Is this correlation causal? Do architectures with divergent weight trajectories necessarily produce topologically distinct representations? This remains an open question, one I'm continuing to investigate.

The Library: deep-lyapunov

The methodology described in this post has been packaged as deep-lyapunov, a Python library for analyzing neural network training stability. It's available on PyPI:

pip install deep-lyapunov

The library provides a clean API for stability analysis on any PyTorch model:

import torch.nn as nn
from deep_lyapunov import StabilityAnalyzer

# Your model
model = nn.Sequential(
    nn.Linear(784, 128),
    nn.ReLU(),
    nn.Linear(128, 10)
)

# Analyze stability
analyzer = StabilityAnalyzer(
    model=model,
    perturbation_scale=0.01,  # 1% perturbation
    n_trajectories=5,          # Compare 5 perturbed copies
)

results = analyzer.analyze(
    train_fn=your_training_function,
    train_loader=train_loader,
    n_epochs=10,
)

# Results
print(f"Convergence Ratio: {results.convergence_ratio:.2f}x")
print(f"Lyapunov Exponent: {results.lyapunov:.4f}")
print(f"Behavior: {results.behavior}")  # 'convergent' or 'divergent'

# Generate HTML report with embedded visualizations
results.save_report("stability_analysis/")

The library handles all the complexity: creating perturbed model copies, tracking weight trajectories during training, projecting to PCA space, computing Lyapunov exponents, and generating publication-ready reports.

For custom training loops, there's a manual recording mode:

analyzer = StabilityAnalyzer(model)
analyzer.start_recording()

for epoch in range(10):
    train_one_epoch(model, train_loader)
    analyzer.record_checkpoint()

results = analyzer.compute_metrics()

Logging is built in for visibility into what's happening:

import logging
logging.basicConfig(level=logging.INFO)
# Shows: Starting stability analysis, Training trajectory 1/5, Analysis complete...

The library is available at github.com/aiexplorations/deep-lyapunov and pypi.org/project/deep-lyapunov.

The Research Code

The full experimental pipeline used for the analysis in this post is also open source:

# Clone and install
git clone https://github.com/aiexplorations/deep_learning_dynamics
cd deep_learning_dynamics
pip install -e .[dev]

# Run full analysis
python -m experiments.unified_pipeline --output outputs/analysis

# Quick test
python -m experiments.unified_pipeline --quick

# Specific families only
python -m experiments.unified_pipeline --transformer-only

The output includes comprehensive reports, visualizations, and machine-readable metrics for all architectures analyzed.

Looking Forward

Several directions seem worth pursuing:

Scale: How do dynamics change with model size? Do larger transformers become more or less chaotic? The preliminary evidence suggests larger models are more stable, but this needs verification at scale.

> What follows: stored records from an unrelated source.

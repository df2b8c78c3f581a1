//! Fee payer keypair construction
//!
//! The normal mode is a fresh ephemeral keypair that lives only for the
//! process run. A fixed 32-byte seed can be supplied instead, which makes the
//! signed output byte-for-byte reproducible.

use solana_sdk::signature::Keypair;
use solana_sdk::signer::keypair::keypair_from_seed;

use crate::errors::{BuilderError, BuilderResult};

/// Required length of a keypair seed in bytes
pub const SEED_LEN: usize = 32;

/// Generate a fresh ephemeral fee payer
pub fn ephemeral() -> Keypair {
    Keypair::new()
}

/// Build a deterministic fee payer from 32 seed bytes
pub fn from_seed(seed: &[u8]) -> BuilderResult<Keypair> {
    if seed.len() != SEED_LEN {
        return Err(BuilderError::InvalidSeed(format!(
            "expected {} seed bytes, got {}",
            SEED_LEN,
            seed.len()
        )));
    }

    keypair_from_seed(seed).map_err(|e| BuilderError::InvalidSeed(e.to_string()))
}

/// Build a deterministic fee payer from a base58-encoded seed string
pub fn from_base58_seed(encoded: &str) -> BuilderResult<Keypair> {
    let seed = bs58::decode(encoded)
        .into_vec()
        .map_err(|e| BuilderError::InvalidSeed(e.to_string()))?;

    from_seed(&seed)
}

#[cfg(test)]
mod tests {
    use super::*;
    use solana_sdk::signature::Signer;

    #[test]
    fn test_seeded_payer_is_deterministic() {
        let seed = [7u8; SEED_LEN];

        let a = from_seed(&seed).unwrap();
        let b = from_seed(&seed).unwrap();

        assert_eq!(a.pubkey(), b.pubkey());
        assert_eq!(a.to_bytes(), b.to_bytes());
    }

    #[test]
    fn test_seed_length_is_enforced() {
        assert!(matches!(
            from_seed(&[1u8; 16]),
            Err(BuilderError::InvalidSeed(_))
        ));
    }

    #[test]
    fn test_base58_seed_round_trip() {
        let seed = [9u8; SEED_LEN];
        let encoded = bs58::encode(seed).into_string();

        let from_bytes = from_seed(&seed).unwrap();
        let from_str = from_base58_seed(&encoded).unwrap();

        assert_eq!(from_bytes.pubkey(), from_str.pubkey());
    }

    #[test]
    fn test_ephemeral_payers_are_unique() {
        assert_ne!(ephemeral().pubkey(), ephemeral().pubkey());
    }
}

Training recipes: Do learning rate schedules, warmup, or optimizer choices affect convergence? Can we engineer stability into otherwise divergent architectures?

Checkpointing: Can we identify stable checkpoints where perturbation sensitivity is lowest? This could inform checkpoint selection for production deployment.

Cross-architecture: Train the same task with dense, CNN, and transformer architectures. Compare not just final accuracy but trajectory stability. Understand the tradeoff.

The dice we roll when we pick a random seed matter more for some architectures than others. Understanding when and why is part of understanding what neural networks actually do.


The deep-lyapunov library is available on PyPI (pip install deep-lyapunov) and GitHub. The research code and experimental pipeline are available at deep_learning_dynamics.